A new half marathon in the heart of the capital will take in some of its most famous and not-so-famous sights.
London’s hidden and quirky landmarks will also feature heavily on the closed-roads route, including Britain’s smallest police station and the home of Guy Fawkes.
The event also celebrates London’s incredible and vibrant culture, with the 13.1-mile route lined with singers, dancers, bands and musicians to entertain runners every step of the way.
Actors dressed as famous historical characters, including Dick Whittington and Henry VIII, will be there to provide entertainment and encourage athletes.
The half marathon is the first of its kind to go through both the City of London and Westminster, beginning at Pall Mall and ending by Downing Street.

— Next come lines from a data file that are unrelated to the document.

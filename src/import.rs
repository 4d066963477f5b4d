//! The import pipeline: tabular source to per-locale resource trees.
//!
//! A single synchronous pass: the sheet is traversed row-major, every
//! non-blank cell goes through [`normalize`], and the result accumulates
//! into one [`ResourceTree`] per locale column. Any failure aborts the
//! whole import; there is no partial acceptance of a malformed row.

use std::path::Path;

use tracing::{debug, info};
use unic_langid::LanguageIdentifier;

use crate::error::{Error, Result};
use crate::formats::{Sheet, SourceFormat};
use crate::normalize::normalize;
use crate::types::ResourceTree;

/// Reads the tabular source at `path` and builds one [`ResourceTree`] per
/// locale column, marking the tree matching `default_locale` as default.
///
/// Fails with [`Error::NotFound`] when the path is blank or no file exists
/// there, and with [`Error::UnsupportedFormat`] for unrecognized source
/// extensions (notably `.xlsx`).
pub fn import<P: AsRef<Path>>(path: P, default_locale: &str) -> Result<Vec<ResourceTree>> {
    let path = path.as_ref();
    if path.as_os_str().is_empty() || !path.is_file() {
        return Err(Error::NotFound(path.to_path_buf()));
    }
    let format = SourceFormat::from_path(path)?;
    info!(source = %path.display(), %format, "importing i18n resources");

    let sheet = Sheet::read_from(path, format)?;
    import_sheet(&sheet, default_locale)
}

/// Builds resource trees from already-loaded sheet data.
///
/// The first row is the header: column 0 is the key column, every
/// following non-blank cell names a locale. Blank value cells are skipped
/// (a locale may lack a translation for a key), as are fully blank rows.
pub fn import_sheet(sheet: &Sheet, default_locale: &str) -> Result<Vec<ResourceTree>> {
    let header = sheet
        .rows
        .first()
        .ok_or_else(|| Error::InvalidResource("source sheet has no header row".to_string()))?;
    let locales = parse_header(header)?;

    let mut trees: Vec<ResourceTree> = locales
        .iter()
        .map(|(_, locale)| ResourceTree::new(locale.clone(), locale == default_locale))
        .collect();

    for (row_index, row) in sheet.rows.iter().enumerate().skip(1) {
        if row.iter().all(|cell| cell.trim().is_empty()) {
            continue;
        }
        let key = row.first().map(String::as_str).unwrap_or_default();

        for (tree, (column, locale)) in trees.iter_mut().zip(&locales) {
            let Some(cell) = row.get(*column) else {
                continue;
            };
            if cell.trim().is_empty() {
                continue;
            }
            let (clean_key, text) = normalize(key, cell).map_err(|err| match err {
                Error::Validation(message) => Error::Validation(format!(
                    "row {}, locale '{}': {}",
                    row_index + 1,
                    locale,
                    message
                )),
                other => other,
            })?;
            tree.add_entry(&clean_key, text);
        }
    }

    debug!(locales = trees.len(), "import pass complete");
    Ok(trees)
}

/// Extracts `(column index, locale)` pairs from the header row.
///
/// Column 0 is the key column and blank header cells are ignored. Locale
/// cells must parse as language identifiers and must be unique.
fn parse_header(header: &[String]) -> Result<Vec<(usize, String)>> {
    let mut locales: Vec<(usize, String)> = Vec::new();
    for (column, cell) in header.iter().enumerate().skip(1) {
        let locale = cell.trim();
        if locale.is_empty() {
            continue;
        }
        if locale.parse::<LanguageIdentifier>().is_err() {
            return Err(Error::validation(format!(
                "invalid locale column '{locale}'"
            )));
        }
        if locales.iter().any(|(_, seen)| seen == locale) {
            return Err(Error::validation(format!(
                "duplicate locale column '{locale}'"
            )));
        }
        locales.push((column, locale.to_string()));
    }
    if locales.is_empty() {
        return Err(Error::InvalidResource(
            "source sheet has no locale columns".to_string(),
        ));
    }
    Ok(locales)
}
#![forbid(unsafe_code)]
//! Android i18n resource import/export toolkit.
//!
//! Converts translator-supplied spreadsheets (legacy `.xls` workbooks or
//! CSV files) into per-locale Android `values[-<locale>]/strings.xml`
//! resource files, and exports those resources back into spreadsheet form.
//!
//! # Quick Start
//!
//! ```rust,no_run
//! use std::path::Path;
//! use android_i18n::{import, write_resources};
//!
//! // One tree per locale column; "en" goes to the unsuffixed values/ dir.
//! let trees = import("i18n.xls", "en")?;
//! write_resources(&trees, Path::new("my-app"))?;
//! # Ok::<(), android_i18n::Error>(())
//! ```
//!
//! # Pipeline
//!
//! - Keys are trimmed and validated against a forbidden character set.
//! - Translation text gets its quotes escaped (`l'avion` -> `l\'avion`)
//!   and `#` markers rewritten to format specifiers (`%s`, `%1$s`, ...).
//! - Keys like `apples:other` group into `<plurals>` elements by base name.
//! - Each locale serializes to an XML-declared, 4-space-indented
//!   `strings.xml`.
//!
//! The whole import is a single synchronous pass and fails as a unit: a
//! malformed row aborts it rather than producing a partial resource set.

pub mod error;
pub mod export;
pub mod formats;
pub mod import;
pub mod normalize;
pub mod output;
pub mod traits;
pub mod types;

// Re-export most used items for easy consumption
pub use crate::{
    error::{Error, Result},
    formats::SourceFormat,
    import::import,
    output::write_resources,
    types::{PluralGroup, PluralItem, ResourceTree, TranslationEntry},
};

The London Landmarks Half Marathon 'grand landmarks'
Trafalgar Square: Home of the 50-metre tall Nelson’s Column
The Royal Courts of Justice: Opened by Queen Victoria, it houses some of the highest courts in England and Wales
Somerset House: Once a royal palace, this 16th century building is now a hub for art and culture in London
St Paul’s Cathedral: See Sir Christopher Wren’s masterpiece
Bank of England: Also known as the Old Lady of Threadneedle Street
The Leadenhall Building: Also known as The Cheesegrater
Monument: Built to commemorate the Great Fire of London
The Tower of London: Built by William the Conqueror, it is home to the Crown Jewels and other treasures
The London Eye: The world’s tallest observation wheel
The London Landmarks Half Marathon 'quirky and hidden landmarks'
The Mounting Stone: Special steps created the help the Duke of Wellington mount his horse when visiting the Antehnaeum Club
Oscar Wilde’s Memorial: Take a seat next to the bronze statue of the celebrated playwright and poet
Whitehall Palace: Where William Shakespeare first performed The Tempest for the court of King James I
Australia House: Used as the setting of Gringotts Bank in the Harry Potter films
Guy Fawkes’ home: Where Fawkes and his other gunpowder plotters met to discuss their plans to blow up Parliament
R. Twining & Co: London’s oldest tea shop, run by the same family from the same location since 1787
Ye Olde Watling: The pub said to have been built by Sir Christopher Wren for his workers on St Paul’s Cathedral
London’s Roman amphitheatre: Constructed by the Romans, it seated more than 7,000 spectators
Dick Whittington’s house: See the home of the four-time Mayor of London
Pudding Lane: Where The Great Fire of London started
Postman’s Park: Known for its memorial which commemorates ordinary people who died trying to save the lives of others.
When is London Landmarks Half Marathon?
The London Landmarks Half Marathon takes place on March 25 and is expected to attract 40,000 spectators.